Thursday 2 July 2009

A Gaikai walks into a bar.

There’s a been a fair bit of a herd stampede across the blog savannah of late with regards to the new Gaikai game streaming service, especially the demo presented by David Perry which shows, among other games, World of Warcraft and EVE being streamed into a browser and looking rather splendid. In fact the technology looks stunningly impressive, and if the quoted average of 1Mb/s bandwidth usage holds true, then it also begins to look entirely feasible too.

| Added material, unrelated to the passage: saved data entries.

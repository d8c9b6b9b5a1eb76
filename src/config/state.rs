// src/config/state.rs
use std::collections::BTreeSet;

use super::options::{AppOptions, ModelKind};
use crate::data::Subset;

/// Checkbox row above the plots.
#[derive(Clone, Debug, Default, PartialEq, Eq)]
pub struct PlotSettings {
    pub log_plot: bool,
    pub hide_raw_data: bool,
    pub show_params: bool,
}

#[derive(Clone, Debug)]
pub struct GuiState {
    /// Parent regions ticked in the left panel
    pub selected_parents: BTreeSet<String>,

    /// Regions picked in the left panel (names; keys are resolved against parents)
    pub selected_regions: Vec<String>,

    pub subsets: Vec<Subset>,

    /// `None` → no fit overlay
    pub fit_model: Option<ModelKind>,

    pub plot: PlotSettings,

    /// Active tab index into router::PAGES
    pub current_page_index: usize,
}

impl Default for GuiState {
    fn default() -> Self {
        Self {
            selected_parents: BTreeSet::new(),
            selected_regions: Vec::new(),
            subsets: vec![Subset::Confirmed],
            fit_model: None,
            plot: PlotSettings::default(),
            current_page_index: 0,
        }
    }
}

#[derive(Clone, Debug, Default)]
pub struct AppState {
    pub options: AppOptions,
    pub gui: GuiState,
}
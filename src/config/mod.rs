// src/config/mod.rs
pub mod consts;
pub mod options;
pub mod state;
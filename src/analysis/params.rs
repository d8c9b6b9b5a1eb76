// src/analysis/params.rs
//
// Fitted parameters as flat result rows:
//   region, parent_region, subset, "<p> value", "<p> stderr", ...
// with parameters ordered by name.

use std::collections::BTreeSet;

use crate::csv::cell_at;
use crate::data::{RegionKey, Subset};
use crate::error::{Error, Result};

pub const VALUE_SUFFIX: &str = " value";
pub const STDERR_SUFFIX: &str = " stderr";

#[derive(Clone, Debug, PartialEq)]
pub struct ParamEstimate {
    pub name: String,
    pub value: f64,
    /// `None` when the covariance could not be estimated.
    pub stderr: Option<f64>,
}

impl ParamEstimate {
    pub fn new(name: impl Into<String>, value: f64, stderr: Option<f64>) -> Self {
        Self { name: name.into(), value, stderr }
    }
}

/// Copy of `params` where every parameter named in `inverted` has its
/// stderr negated.
pub fn params_to_table(params: &[ParamEstimate], inverted: &[&str]) -> Vec<ParamEstimate> {
    params
        .iter()
        .map(|p| {
            let mut p = p.clone();
            if inverted.contains(&p.name.as_str()) {
                p.stderr = p.stderr.map(|e| -e);
            }
            p
        })
        .collect()
}

#[derive(Clone, Debug, PartialEq)]
pub struct FitParamRow {
    pub region: String,
    pub parent_region: String,
    pub subset: Subset,
    /// Sorted by name.
    pub params: Vec<ParamEstimate>,
}

impl FitParamRow {
    pub fn key(&self) -> RegionKey {
        RegionKey::new(self.parent_region.clone(), self.region.clone())
    }

    pub fn get(&self, name: &str) -> Option<&ParamEstimate> {
        self.params.iter().find(|p| p.name == name)
    }
}

pub fn get_fit_param_results_row(
    region: &str,
    parent_region: &str,
    subset: Subset,
    params: &[ParamEstimate],
) -> FitParamRow {
    let mut params = params.to_vec();
    params.sort_by(|a, b| a.name.cmp(&b.name));
    FitParamRow { region: s!(region), parent_region: s!(parent_region), subset, params }
}

fn format_float(v: f64) -> String {
    format!("{v}")
}

/// Headers + stringified rows. The parameter columns are the sorted union of
/// all parameter names; a row without a parameter leaves its cells empty.
pub fn params_table(rows: &[FitParamRow]) -> (Vec<String>, Vec<Vec<String>>) {
    let names: BTreeSet<&str> = rows
        .iter()
        .flat_map(|r| r.params.iter().map(|p| p.name.as_str()))
        .collect();

    let mut headers = headers!["region", "parent_region", "subset"];
    for n in &names {
        headers.push(join!(*n, VALUE_SUFFIX));
        headers.push(join!(*n, STDERR_SUFFIX));
    }

    let body = rows
        .iter()
        .map(|r| {
            let mut out = vec![r.region.clone(), r.parent_region.clone(), s!(r.subset.name())];
            for n in &names {
                match r.get(n) {
                    Some(p) => {
                        out.push(format_float(p.value));
                        out.push(p.stderr.map(format_float).unwrap_or_default());
                    }
                    None => {
                        out.push(s!());
                        out.push(s!());
                    }
                }
            }
            out
        })
        .collect();

    (headers, body)
}

fn parse_float(cell: &str, what: &'static str) -> Result<Option<f64>> {
    let cell = cell.trim();
    if cell.is_empty() {
        return Ok(None);
    }
    cell.parse::<f64>()
        .map(Some)
        .map_err(|_| Error::Malformed { what, detail: format!("'{cell}' is not a number") })
}

/// Inverse of `params_table`.
pub fn parse_params_table(headers: &[String], rows: &[Vec<String>]) -> Result<Vec<FitParamRow>> {
    let fixed = ["region", "parent_region", "subset"];
    if headers.len() < fixed.len() || headers.iter().zip(fixed).any(|(h, f)| h != f) {
        return Err(Error::Malformed {
            what: "fit params header",
            detail: format!("expected it to start with {}", fixed.join(",")),
        });
    }

    // (name, value column, stderr column)
    let mut columns: Vec<(String, usize, Option<usize>)> = Vec::new();
    for (i, h) in headers.iter().enumerate().skip(fixed.len()) {
        if let Some(name) = h.strip_suffix(VALUE_SUFFIX) {
            let stderr_col = headers.iter().position(|x| *x == join!(name, STDERR_SUFFIX));
            columns.push((s!(name), i, stderr_col));
        }
    }

    rows.iter()
        .map(|row| -> Result<FitParamRow> {
            let subset: Subset = cell_at(row, 2).parse()?;
            let mut params = Vec::with_capacity(columns.len());
            for (name, vcol, scol) in &columns {
                let Some(value) = parse_float(cell_at(row, *vcol), "parameter value")? else { continue };
                let stderr = match scol {
                    Some(c) => parse_float(cell_at(row, *c), "parameter stderr")?,
                    None => None,
                };
                params.push(ParamEstimate::new(name.clone(), value, stderr));
            }
            Ok(get_fit_param_results_row(cell_at(row, 0), cell_at(row, 1), subset, &params))
        })
        .collect()
}
// src/gui/mod.rs
pub mod actions;
pub mod app;
pub mod components;
pub mod pages;
pub mod plot_model;
pub mod progress;
pub mod router;

pub use app::run;
// src/progress.rs
/// Progress reporting for the long-running operations (fetch, batch fit).
/// Frontends (GUI/CLI) implement this to surface status to users.
pub trait Progress {
    /// Called at the start with the total number of items (if known).
    fn begin(&mut self, _total: usize) {}

    /// Free-form status line for human eyes.
    fn log(&mut self, _msg: &str) {}

    /// One logical unit completed (a region fitted, a subset downloaded).
    fn item_done(&mut self, _label: &str) {}

    /// One unit failed and was skipped.
    fn item_failed(&mut self, _label: &str, _reason: &str) {}

    /// Called at the end, successful or not.
    fn finish(&mut self) {}
}

/// A no-op progress sink.
pub struct NullProgress;
impl Progress for NullProgress {}

/// Prints to stderr; used by the CLI.
#[derive(Default)]
pub struct StderrProgress {
    total: usize,
    done: usize,
    failed: usize,
}

impl Progress for StderrProgress {
    fn begin(&mut self, total: usize) {
        self.total = total;
        self.done = 0;
        self.failed = 0;
    }

    fn log(&mut self, msg: &str) {
        eprintln!("{msg}");
    }

    fn item_done(&mut self, label: &str) {
        self.done += 1;
        if self.total > 0 {
            eprintln!("[{}/{}] {label}", self.done, self.total);
        }
    }

    fn item_failed(&mut self, label: &str, reason: &str) {
        self.failed += 1;
        eprintln!("  skipped {label}: {reason}");
    }

    fn finish(&mut self) {
        if self.failed > 0 {
            eprintln!("done ({} skipped)", self.failed);
        }
    }
}
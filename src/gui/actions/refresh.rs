// src/gui/actions/refresh.rs
use std::{sync::mpsc, thread};

use super::JobOutcome;
use crate::{
    config::options::Source,
    data::Dataset,
    error::Result,
    gui::{app::App, progress::GuiProgress},
    scrape::get_data,
};

/// Re-fetch the current source on a worker thread.
pub fn refresh(app: &mut App) {
    if app.running {
        return;
    }
    let source = app.source();
    let store = app.store.clone();
    let status = app.status.clone();
    let (tx, rx) = mpsc::channel();

    logf!("Fetch: Begin {source}");
    app.status(format!("Fetching {}…", source.label()));

    thread::spawn(move || {
        let mut prog = GuiProgress::new(status, "Fetch");
        let result = get_data(&store, source, true, &mut prog);
        // receiver gone → app closed; nothing to report to
        let _ = tx.send(JobOutcome::Fetched { source, result });
    });

    app.job = Some(rx);
    app.running = true;
}

pub(super) fn finish(app: &mut App, source: Source, result: Result<Dataset>) {
    match result {
        Ok(ds) => {
            logf!("Fetch: OK {source}, rows={}", ds.len());
            app.datasets.insert(source, ds);

            // One Funke download rewrites both language variants.
            let sibling = match source {
                Source::FunkeinteraktivDe => Some(Source::FunkeinteraktivEn),
                Source::FunkeinteraktivEn => Some(Source::FunkeinteraktivDe),
                Source::Jhu => None,
            };
            if let Some(s) = sibling {
                app.load_source(s);
            }

            if source == app.source() {
                if app.state.gui.selected_regions.is_empty() {
                    app.reset_selection();
                } else {
                    app.prune_regions();
                }
            }
            app.status("Ready");
        }
        Err(e) => {
            loge!("Fetch: Error {source}: {e}");
            app.status(format!("Error: {e}"));
        }
    }
}
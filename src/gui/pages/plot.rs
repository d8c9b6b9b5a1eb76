// src/gui/pages/plot.rs
//
// The three chart tabs. They differ only in the growth transform applied
// to the selected rows before plotting.

use eframe::egui;

use super::{fit_params, Page, PageKind};
use crate::{
    growth::Transform,
    gui::{
        app::App,
        components::{chart, params_table},
        plot_model::{generate_figure, FigureSpec},
    },
};

pub struct PlotPage {
    kind: PageKind,
    label: &'static str,
    title: &'static str,
    y_title: &'static str,
    transform: Transform,
}

pub static DATA: PlotPage = PlotPage {
    kind: PageKind::Data,
    label: "Data",
    title: "data",
    y_title: "count (people)",
    transform: Transform::Totals,
};

pub static DAILY_GROWTH: PlotPage = PlotPage {
    kind: PageKind::DailyGrowth,
    label: "Daily growth",
    title: "daily growth",
    y_title: "growth (people/day)",
    transform: Transform::DailyGrowth,
};

pub static GROWTH_RATE: PlotPage = PlotPage {
    kind: PageKind::GrowthRate,
    label: "Growth rate",
    title: "growth rate",
    y_title: "growth rate",
    transform: Transform::GrowthRate,
};

impl Page for PlotPage {
    fn label(&self) -> &'static str { self.label }
    fn kind(&self) -> PageKind { self.kind }

    fn draw(&self, ui: &mut egui::Ui, app: &mut App) {
        let Some(data) = app.current_data() else {
            ui.label(format!("No local data for {}. Press \"Refresh data\".", app.source()));
            return;
        };

        let fit = app.current_fit();
        let gui = &app.state.gui;
        let spec = FigureSpec {
            title: self.title,
            y_title: self.y_title,
            transform: self.transform,
            subsets: &gui.subsets,
            settings: &gui.plot,
        };
        let fig = generate_figure(
            data,
            fit.map(|f| &f.plot),
            fit.map(|f| f.trend.as_slice()),
            &app.selection(),
            &spec,
        );

        let show_params = gui.plot.show_params && fit.is_some();
        let chart_h = if show_params { ui.available_height() * 0.65 } else { ui.available_height() };
        chart::draw(ui, &fig, chart_h);

        if show_params {
            ui.separator();
            let (headers, rows) = fit_params::selected_params_table(app);
            params_table::draw(ui, self.label, &headers, &rows);
        }
    }

    fn export_table(&self, app: &App) -> Option<(Vec<String>, Vec<Vec<String>>)> {
        let data = app.current_data()?;
        let selected = data.select(&app.selection());
        Some(self.transform.apply(&selected).to_table())
    }
}
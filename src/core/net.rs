// src/core/net.rs

// Blocking HTTP GET (ureq)

use std::io::Read;
use std::time::Duration;

use crate::config::consts::{HTTP_TIMEOUT_SECS, USER_AGENT};
use crate::error::{Error, Result};

fn agent() -> ureq::Agent {
    ureq::AgentBuilder::new()
        .timeout(Duration::from_secs(HTTP_TIMEOUT_SECS))
        .user_agent(USER_AGENT)
        .build()
}

/// Body of `url` as text; any non-2xx status is an error.
/// `into_string` caps bodies at 10 MB, the history file is larger.
pub fn http_get(url: &str) -> Result<String> {
    logd!("GET {url}");
    let http_err = |message: String| Error::Http { url: s!(url), message };
    let resp = agent().get(url).call().map_err(|e| http_err(e.to_string()))?;
    let mut body = String::new();
    resp.into_reader()
        .read_to_string(&mut body)
        .map_err(|e| http_err(e.to_string()))?;
    logd!("GET {url}: {} bytes", body.len());
    Ok(body)
}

My one thought – having only seen the demo so far – is that one of the advantages touted about the system is that there’s no need to install and maintain a client, it’s all there on the cloud server and ready to play. That’s an excellent feature when it comes to your standard PC game; however, for MMOs this isn’t necessarily a good thing, since very few people actually play an MMO without making modifications to the client in the form of AddOns and permitted second-party software. It will be interesting to see if Gaikai have considered this, or whether enough people will want to play MMOs on Netbooks and in their web browser to put up with a vanilla install of the game. One would think that Gaikai have considered a way to store ‘save game’ information and the like, but AddOns are another story entirely – my AddOns directory is huge, for example, not of inconsiderable size – and so I’ll certainly be reading around the topic some more to see if they’ve come up with a solution to this issue.

However, considering that (if the promotional hype is to believed) they’ve solved the more challenging issues surrounding the concept of streaming video games, I imagine that allowing players to customise their virtual MMO install is probably not going to be a massive problem.